Esta última idea alcanza su perfección en La piel que habito, que tiene un desarrollo lineal durante buena parte del metraje, hasta que finalmente comienza a sumergirse en tiempos pretéritos y ya se pierde todo el sentido de lo que es el presente y de lo que es el pasado. Almodóvar marca claramente el momento en el que se produce esta colisión. En la escena en la que Banderas y Anaya intentan hacer el amor. El director filma los cuerpos de ambos. Duro y gastado el de él, liso y neumático el de ella. Un enfrentamiento que provoca la ruptura. Ahí comienza una vorágine de flashbacks que hasta entonces se había limitado a una sencilla narración de Marisa Paredes, contando la historia de la mujer de Banderas. Pero era solo el principio.

Aún así, la película se rompe en más de un sentido. El punto de vista, la posición del espectador se quiebra. Si hasta ese momento asistíamos a lo que nos mostraba un narrador omnisciente que todo lo veía (era una película de personas mirando a otras personas), en esa escena de cama, en la que Robert Ledgard comienza a recordar, la cámara de Almodóvar realiza un movimiento extraño, dirigiéndose hacia el interior del cuerpo del personaje interpretado por Antonio Banderas. Ahí es como si el propio Almodóvar, director, se desligara de ese punto de vista omnisciente para buscar su propio camino. Y aún más, cuando poco después volvemos a ese mismo escenario, Almodóvar dirige su cámara del cuerpo de Banderas al cuerpo de Anaya, dando una primera pista sobre la auténtica naturaleza de este personaje.

La_piel_que_habito_3Pero se puede ir a un nivel más profundo todavía. A la propia naturaleza de las imágenes. Estamos ante el Almodóvar más obsesivo y minucioso. Aquel donde el plano, como unidad, adquiere una fuerza mayor. Como es una película rota, parece que lo que importan son los pedazos. Las imágenes de Elena Anaya haciendo ejercicios físicos y meditativos, como si fuesen los márgenes del plano los que la mantuvieran en cautiverio, más que las propias paredes de la habitación.

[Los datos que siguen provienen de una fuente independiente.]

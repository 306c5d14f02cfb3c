//! Integration tests for package peering and file correlation.

use peerdiff::{
    BuildPeerIndex, BuildSide, ChangeKind, FavorRelease, FileEntry, PackageMetadata,
    PackageSnapshot,
};
use std::sync::Arc;

// ============================================================================
// Helpers
// ============================================================================

fn snapshot(
    side: BuildSide,
    name: &str,
    version: &str,
    files: Vec<FileEntry>,
) -> PackageSnapshot {
    PackageSnapshot::new(
        Arc::new(PackageMetadata::new(name, version, "1").with_arch("x86_64")),
        side,
    )
    .with_files(files)
}

fn file(path: &str, checksum: &str) -> FileEntry {
    FileEntry::new(path).with_checksum(checksum)
}

fn changes(index: &BuildPeerIndex, package: &str) -> Vec<(String, ChangeKind)> {
    let peer = index.peer(package).expect("peer");
    index
        .correlations(peer)
        .map(|c| (c.path().to_string(), c.correlation.change))
        .collect()
}

// ============================================================================
// Single package
// ============================================================================

mod single_package {
    use super::*;

    #[test]
    fn test_changed_binary_scenario() {
        let before = snapshot(
            BuildSide::Before,
            "foo",
            "1.0",
            vec![file("/usr/bin/foo", "A").with_mode(0o100_755)],
        );
        let after = snapshot(
            BuildSide::After,
            "foo",
            "2.0",
            vec![file("/usr/bin/foo", "B").with_mode(0o100_755)],
        );

        let index = BuildPeerIndex::build(vec![before], vec![after]);
        assert_eq!(index.peers().len(), 1);

        let peer = &index.peers()[0];
        assert!(peer.is_paired());
        let correlations: Vec<_> = index.correlations(peer).collect();
        assert_eq!(correlations.len(), 1);

        let c = &correlations[0];
        assert_eq!(c.correlation.change, ChangeKind::Changed);
        assert!(!c.correlation.moved_path);
        assert!(!c.correlation.moved_subpackage);
        assert_eq!(c.before.map(|e| e.checksum.as_deref()), Some(Some("A")));
        assert_eq!(c.after.map(|e| e.checksum.as_deref()), Some(Some("B")));
    }

    #[test]
    fn test_added_removed_unchanged() {
        let before = snapshot(
            BuildSide::Before,
            "foo",
            "1.0",
            vec![file("/usr/bin/foo", "A"), file("/usr/bin/old", "O")],
        );
        let after = snapshot(
            BuildSide::After,
            "foo",
            "1.0",
            vec![file("/usr/bin/foo", "A"), file("/usr/bin/new", "N")],
        );

        let index = BuildPeerIndex::build(vec![before], vec![after]);
        assert_eq!(
            changes(&index, "foo"),
            vec![
                ("/usr/bin/foo".to_string(), ChangeKind::Unchanged),
                ("/usr/bin/new".to_string(), ChangeKind::Added),
                ("/usr/bin/old".to_string(), ChangeKind::Removed),
            ]
        );
        let stats = index.stats();
        assert_eq!((stats.unchanged, stats.added, stats.removed), (1, 1, 1));
    }

    #[test]
    fn test_moved_path_links_both_sides() {
        let before = snapshot(
            BuildSide::Before,
            "foo",
            "1.0",
            vec![file("/usr/share/foo/data.bin", "D")],
        );
        let after = snapshot(
            BuildSide::After,
            "foo",
            "1.0",
            vec![file("/usr/share/foo/v2/data.bin", "D")],
        );

        let index = BuildPeerIndex::build(vec![before], vec![after]);
        let peer = index.peer("foo").expect("peer");
        let c = index.correlations(peer).next().expect("correlation");

        assert_eq!(c.correlation.change, ChangeKind::Moved);
        assert!(c.correlation.moved_path);
        assert!(!c.correlation.ambiguous);

        let before = c.before.expect("before");
        let after = c.after.expect("after");
        assert!(before.moved_path() && after.moved_path());
        assert_eq!(
            index.peer_of(after).map(|e| e.localpath.as_str()),
            Some("/usr/share/foo/data.bin")
        );
        assert_eq!(
            index.peer_of(before).map(|e| e.localpath.as_str()),
            Some("/usr/share/foo/v2/data.bin")
        );
    }

    #[test]
    fn test_after_only_build() {
        let after = snapshot(
            BuildSide::After,
            "foo",
            "1.0",
            vec![file("/usr/bin/foo", "A")],
        );
        let index = BuildPeerIndex::build(Vec::new(), vec![after]);

        assert!(!index.has_before());
        let peer = index.peer("foo").expect("peer");
        assert!(peer.is_added());
        assert_eq!(changes(&index, "foo")[0].1, ChangeKind::Added);
    }
}

// ============================================================================
// Multiple packages
// ============================================================================

mod subpackages {
    use super::*;

    #[test]
    fn test_file_moved_between_subpackages() {
        let before = vec![
            snapshot(BuildSide::Before, "foo", "1.0", vec![file("/usr/bin/foo", "A")]),
            snapshot(
                BuildSide::Before,
                "foo-libs",
                "1.0",
                vec![file("/usr/lib64/libfoo.so.1", "L")],
            ),
        ];
        let after = vec![
            snapshot(
                BuildSide::After,
                "foo",
                "1.0",
                vec![file("/usr/bin/foo", "A"), file("/usr/lib64/libfoo.so.1", "L")],
            ),
            snapshot(BuildSide::After, "foo-libs", "1.0", Vec::new()),
        ];

        let index = BuildPeerIndex::build(before, after);
        let foo = index.peer("foo").expect("foo");
        let moved: Vec<_> = index
            .correlations(foo)
            .filter(|c| c.correlation.moved_subpackage)
            .collect();
        assert_eq!(moved.len(), 1);
        assert_eq!(moved[0].path(), "/usr/lib64/libfoo.so.1");
        assert_eq!(moved[0].correlation.change, ChangeKind::Moved);

        // Nothing left behind as removed in the old owner
        let libs = index.peer("foo-libs").expect("foo-libs");
        assert!(index.correlations(libs).next().is_none());
        assert_eq!(index.stats().moved_subpackage, 1);
    }

    #[test]
    fn test_ambiguous_move_takes_first_candidate() {
        let before = vec![snapshot(
            BuildSide::Before,
            "foo",
            "1.0",
            vec![file("/usr/share/foo/logo.png", "P")],
        )];
        let after = vec![
            snapshot(
                BuildSide::After,
                "foo",
                "1.0",
                vec![file("/usr/share/foo/a/logo.png", "P")],
            ),
            snapshot(
                BuildSide::After,
                "foo-data",
                "1.0",
                vec![file("/usr/share/foo-data/logo.png", "P")],
            ),
        ];

        let index = BuildPeerIndex::build(before, after);
        let foo = index.peer("foo").expect("foo");
        let c = index
            .correlations(foo)
            .find(|c| c.correlation.before.is_some())
            .expect("paired");
        assert!(c.correlation.ambiguous);
        assert!(c.correlation.moved_path);
        assert_eq!(c.path(), "/usr/share/foo/a/logo.png");

        assert_eq!(changes(&index, "foo-data")[0].1, ChangeKind::Added);
        assert_eq!(index.stats().ambiguous, 1);
    }

    #[test]
    fn test_input_order_does_not_matter() {
        let build = |reverse: bool| {
            let mut before = vec![
                snapshot(BuildSide::Before, "a", "1", vec![file("/a", "1"), file("/x", "X")]),
                snapshot(BuildSide::Before, "b", "1", vec![file("/b", "2")]),
                snapshot(BuildSide::Before, "c", "1", vec![file("/c", "3")]),
            ];
            let mut after = vec![
                snapshot(BuildSide::After, "a", "2", vec![file("/a", "9")]),
                snapshot(BuildSide::After, "b", "2", vec![file("/b", "2"), file("/x", "X")]),
                snapshot(BuildSide::After, "d", "2", vec![file("/d", "4")]),
            ];
            if reverse {
                before.reverse();
                after.reverse();
            }
            BuildPeerIndex::build(before, after)
        };

        let forward = build(false);
        let reversed = build(true);
        assert_eq!(forward.fingerprint(), reversed.fingerprint());
        let names: Vec<&str> = forward.peers().iter().map(|p| p.name()).collect();
        assert_eq!(names, vec!["a", "b", "c", "d"]);
    }

    #[test]
    fn test_file_order_does_not_change_move_pairing() {
        let build = |reverse: bool| {
            let mut files = vec![
                file("/usr/lib/a/lib.so", "L"),
                file("/usr/lib/b/lib.so", "L"),
            ];
            if reverse {
                files.reverse();
            }
            BuildPeerIndex::build(
                vec![snapshot(BuildSide::Before, "foo", "1", files)],
                vec![snapshot(
                    BuildSide::After,
                    "foo",
                    "2",
                    vec![file("/usr/lib64/lib.so", "L")],
                )],
            )
        };

        let forward = build(false);
        let reversed = build(true);
        assert_eq!(forward.fingerprint(), reversed.fingerprint());

        let foo = forward.peer("foo").expect("foo");
        let moved = forward
            .correlations(foo)
            .find(|c| c.correlation.is_moved())
            .expect("moved");
        let source = forward
            .resolve(moved.correlation.before.expect("before"))
            .expect("live");
        assert_eq!(source.localpath, "/usr/lib/a/lib.so");
        assert!(moved.correlation.ambiguous);
    }
}

// ============================================================================
// Duplicates, malformed entries and teardown
// ============================================================================

mod lifecycle {
    use super::*;

    #[test]
    fn test_favor_newest_picks_highest_release() {
        let after = vec![
            snapshot(BuildSide::After, "foo", "1.2", vec![file("/usr/bin/foo", "A")]),
            snapshot(BuildSide::After, "foo", "1.10", vec![file("/usr/bin/foo", "B")]),
        ];
        let index = BuildPeerIndex::builder()
            .with_favor_release(FavorRelease::Newest)
            .build(Vec::new(), after);

        let peer = index.peer("foo").expect("foo");
        let snap = peer
            .after()
            .and_then(|id| index.snapshot(id))
            .expect("after");
        assert_eq!(snap.metadata().version, "1.10");
        assert_eq!(index.stats().shadowed_snapshots, 1);
    }

    #[test]
    fn test_malformed_entry_is_recorded_and_skipped() {
        let before = snapshot(
            BuildSide::Before,
            "foo",
            "1.0",
            vec![file("/usr/bin/foo", "A")],
        );
        let after = snapshot(
            BuildSide::After,
            "foo",
            "1.0",
            vec![file("relative/path", "R"), file("/usr/bin/foo", "A")],
        );

        let index = BuildPeerIndex::build(vec![before], vec![after]);
        let errors: Vec<_> = index.errors_for("foo").collect();
        assert_eq!(errors.len(), 1);
        assert_eq!(errors[0].side, BuildSide::After);
        assert_eq!(errors[0].position, 0);
        assert_eq!(
            changes(&index, "foo"),
            vec![("/usr/bin/foo".to_string(), ChangeKind::Unchanged)]
        );
    }

    #[test]
    fn test_teardown_invalidates_peer_links() {
        let before = snapshot(
            BuildSide::Before,
            "foo",
            "1.0",
            vec![file("/usr/bin/foo", "A")],
        );
        let after = snapshot(
            BuildSide::After,
            "foo",
            "2.0",
            vec![file("/usr/bin/foo", "B")],
        );
        let mut index = BuildPeerIndex::build(vec![before], vec![after]);

        let peer = index.peer("foo").expect("foo").clone();
        let before_id = peer.before().expect("before id");
        let after_id = peer.after().expect("after id");

        let removed = index.remove_snapshot(before_id).expect("removed");
        assert_eq!(removed.side(), BuildSide::Before);
        assert!(removed.files()[0].peer().is_none());
        assert!(index.snapshot(before_id).is_none());

        let after_file = &index.snapshot(after_id).expect("after").files()[0];
        assert!(after_file.peer().is_none());
        assert!(index.peer_of(after_file).is_none());
        assert_eq!(index.live_snapshots(), 1);
    }
}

Los insertos de planos microscópicos en los experimentos de Robert Ledgard. Hay un hermetismo extraño que, unido al curioso sentido del humor de Almodóvar (en la inserción, por ejemplo, del personaje de Roberto Álamo), hace que la película recuerde a algunas de Manoel de Oliveira, otro experto en negar la continuidad narrativa y aislar cada plano.

Estos planos, más que unirse, colisionan. Es un montaje accidentado que se adecua a la perfección a esta guerra civil sentimental que plantea Almodóvar. A fuerza de golpes, la película va mutando, cambiando de género, de la misma manera que lo hace uno de los protagonistas. El de Almodóvar es un cine transexual y transgenérico que se conjuga a la par que la Historia de su país. Un país que ha ido mutando cultural e ideológicamente y que todavía busca una definición.